Red Hat did seem open to at least reviewing a patch to the glibc package that provides i586 support if we get it working.
And that's great. But I'm sure the marketshare is why they didn't do it themselves.
Right now, the market is: i686 ISA compatible > i486 ISA compatible > i586 ISA compatible
And it's been like that for awhile. But even before then, it's _always_ been:
i486 ISA compatible > i586 ISA compatible
i586 is not recommended, even if i686 ISA compatible typically means i586 is supported. It's just rather poor performing, and you can occassionally run into a serious instruction issue (especially with early i686 clones that did i686 fine, but not always i586).
There is _no_ "i586 clone" -- no one would purposely clone the Pentium's instruction set because it was quickly superceded by i686 for good reasons. Unfortunately, Intel took forever to get past its Pentium Pro offering, which was never designed for consumers, and finally offer an i686 for consumers in the Pentium II.
Hence why i686 clones like the AMD K6 actually pre-date much of the widespread consumer adoption of an i686 from Intel itself because the consumer chip didn't hit for years after its first ISA.

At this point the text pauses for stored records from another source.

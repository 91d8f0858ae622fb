//! Error shapes for remote database calls.

use serde::Serialize;
use thiserror::Error;

/// Raw failure of a remote call, tagged at the boundary.
///
/// Every failure is classified exactly once, in [`From<sqlx::Error>`]; the
/// rest of the crate matches on the variant and never probes fields to tell
/// a database error from anything else.
#[derive(Error, Debug, Clone, PartialEq, Eq)]
pub enum RemoteError {
    /// Structured database error with PostgreSQL diagnostics attached.
    #[error("database error: {message}")]
    Database {
        /// SQLSTATE code, e.g. `23505` for a unique violation.
        code: Option<String>,
        message: String,
        details: Option<String>,
        hint: Option<String>,
    },
    /// Any other failure of the call: pool, connection, decode, protocol.
    #[error("remote call failed: {message}")]
    Service { message: String },
}

impl RemoteError {
    pub fn service(message: impl Into<String>) -> Self {
        RemoteError::Service {
            message: message.into(),
        }
    }

    /// Human-readable description, present for every variant.
    pub fn message(&self) -> &str {
        match self {
            RemoteError::Database { message, .. } => message,
            RemoteError::Service { message } => message,
        }
    }
}

impl From<sqlx::Error> for RemoteError {
    fn from(err: sqlx::Error) -> Self {
        match err {
            sqlx::Error::Database(db) => {
                let pg = db.try_downcast_ref::<sqlx::postgres::PgDatabaseError>();
                RemoteError::Database {
                    code: db.code().map(|c| c.into_owned()),
                    message: db.message().to_string(),
                    details: pg.and_then(|p| p.detail().map(str::to_string)),
                    hint: pg.and_then(|p| p.hint().map(str::to_string)),
                }
            }
            other => RemoteError::Service {
                message: other.to_string(),
            },
        }
    }
}

/// Uniform error value handed to calling code. `message` is always
/// populated; the other fields carry over only when the source supplied
/// them. Immutable once built.
#[derive(Debug, Clone, PartialEq, Eq, Serialize)]
pub struct ErrorDetails {
    #[serde(skip_serializing_if = "Option::is_none")]
    pub code: Option<String>,
    pub message: String,
    #[serde(skip_serializing_if = "Option::is_none")]
    pub details: Option<String>,
    #[serde(skip_serializing_if = "Option::is_none")]
    pub hint: Option<String>,
}

impl ErrorDetails {
    pub fn from_message(message: impl Into<String>) -> Self {
        ErrorDetails {
            code: None,
            message: message.into(),
            details: None,
            hint: None,
        }
    }
}

/// The pure mapping from raw to normalized. [`crate::remote::Guard`] layers
/// diagnostic reporting on top of this.
impl From<&RemoteError> for ErrorDetails {
    fn from(error: &RemoteError) -> Self {
        match error {
            RemoteError::Database {
                code,
                message,
                details,
                hint,
            } => ErrorDetails {
                code: code.clone(),
                message: message.clone(),
                details: details.clone(),
                hint: hint.clone(),
            },
            RemoteError::Service { message } => ErrorDetails::from_message(message.clone()),
        }
    }
}

impl From<RemoteError> for ErrorDetails {
    fn from(error: RemoteError) -> Self {
        ErrorDetails::from(&error)
    }
}

impl std::fmt::Display for ErrorDetails {
    fn fmt(&self, f: &mut std::fmt::Formatter<'_>) -> std::fmt::Result {
        write!(f, "{}", self.message)
    }
}

#[cfg(test)]
mod tests {
    use super::*;

    #[test]
    fn pool_timeout_becomes_service_variant() {
        let err = RemoteError::from(sqlx::Error::PoolTimedOut);
        match err {
            RemoteError::Service { message } => assert!(!message.is_empty()),
            other => panic!("expected Service, got {:?}", other),
        }
    }

    #[test]
    fn row_not_found_becomes_service_variant() {
        let err = RemoteError::from(sqlx::Error::RowNotFound);
        assert!(matches!(err, RemoteError::Service { .. }));
    }

    #[test]
    fn details_serialization_omits_absent_fields() {
        let details = ErrorDetails::from_message("boom");
        let json = serde_json::to_value(&details).unwrap();
        assert_eq!(json, serde_json::json!({ "message": "boom" }));

        let full = ErrorDetails {
            code: Some("23505".into()),
            message: "duplicate key".into(),
            details: Some("Key (email) already exists.".into()),
            hint: None,
        };
        let json = serde_json::to_value(&full).unwrap();
        assert_eq!(json["code"], "23505");
        assert_eq!(json["details"], "Key (email) already exists.");
        assert!(json.get("hint").is_none());
    }
}
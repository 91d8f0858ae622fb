//! Shared application state for all routes.

use crate::remote::Guard;
use sqlx::PgPool;

#[derive(Clone)]
pub struct AppState {
    pub pool: PgPool,
    /// Remote-call guard; carries the configured diagnostic sink.
    pub guard: Guard,
}

impl AppState {
    pub fn new(pool: PgPool) -> Self {
        AppState {
            pool,
            guard: Guard::default(),
        }
    }
}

idSoftware always had excellent commentary on i586 v. i686, largely because they found some of the best hacks for i586 to get around many of its ALU design flaws.
-- Bryan J. Smith mailto:b.j.smith@ieee.org
On Mon, Jun 20, 2005 at 04:46:36PM -0500, Bryan J. Smith b.j.smith@ieee.org wrote:
Right ... but in a software capacity we are also talking about pentium, pentium mmx, cyrix i686, amd k6, via c3 that use i586 packages.
No! You _never_ want anything but a _true_ Pentium or Pentium MMX using i586. i586 ISA and/or optimization are _not_ good for anything but those 2 chips. You want to use i686 for AMD K6, Cyrix M2 and Via C3. You want to use i486 for AMD K5 and Cyrix 6x86/M1. This is one of the most misunderstood details in the user world.
I think it goes something like this: "Bu.... bigger number... bigger number faster! Want bigger number!" :)
Okay, two questions then...
a) If (some) i386 packages are being built with -march=i486 then they (possibly, I do realize there's only like 2 or 3 new instructions) won't run on a 386 anyway, will they? so shouldn't they be called .i486.rpm?
b) If i386 is basically no longer used for anything anyway, shouldn't we actually have no .386.rpm packages and instead have .486.rpm for most stuff with .486/586/686/athlon.rpm for kernel/ssl/glibc?
c) If redhat isn't supporting anything below a 686 anyway then why don't they switch all .386 packages all the way up to 686? I know the performance gain isn't stellar, but if the packages are not designed for installation on anything < 686 then there's not much point in _not_ compiling for 686 - the binary packages will be the approx same size anyway and will require the same amount of CDspace/bandwidth.
I know someone will say that those packages could be used on a non-686 class CPU, but on a non-686 class CPU you don't want to be using a recent distribution anyway, do you? I have a 350MHz Celeron (which is a 686) and it is already way to slow for any desktop/Xwindows applications (Fedora Core 2 on a Celeron 400 + 192MB ram is basically usable with a light window manager [twm], but that's about the limit). So the class of CPU's which aren't 686, but which could use RHEL4/Centos4 are very limited (aren't they?) to only a minimum core set of server applications... Anyway you get my drift... :) Comments?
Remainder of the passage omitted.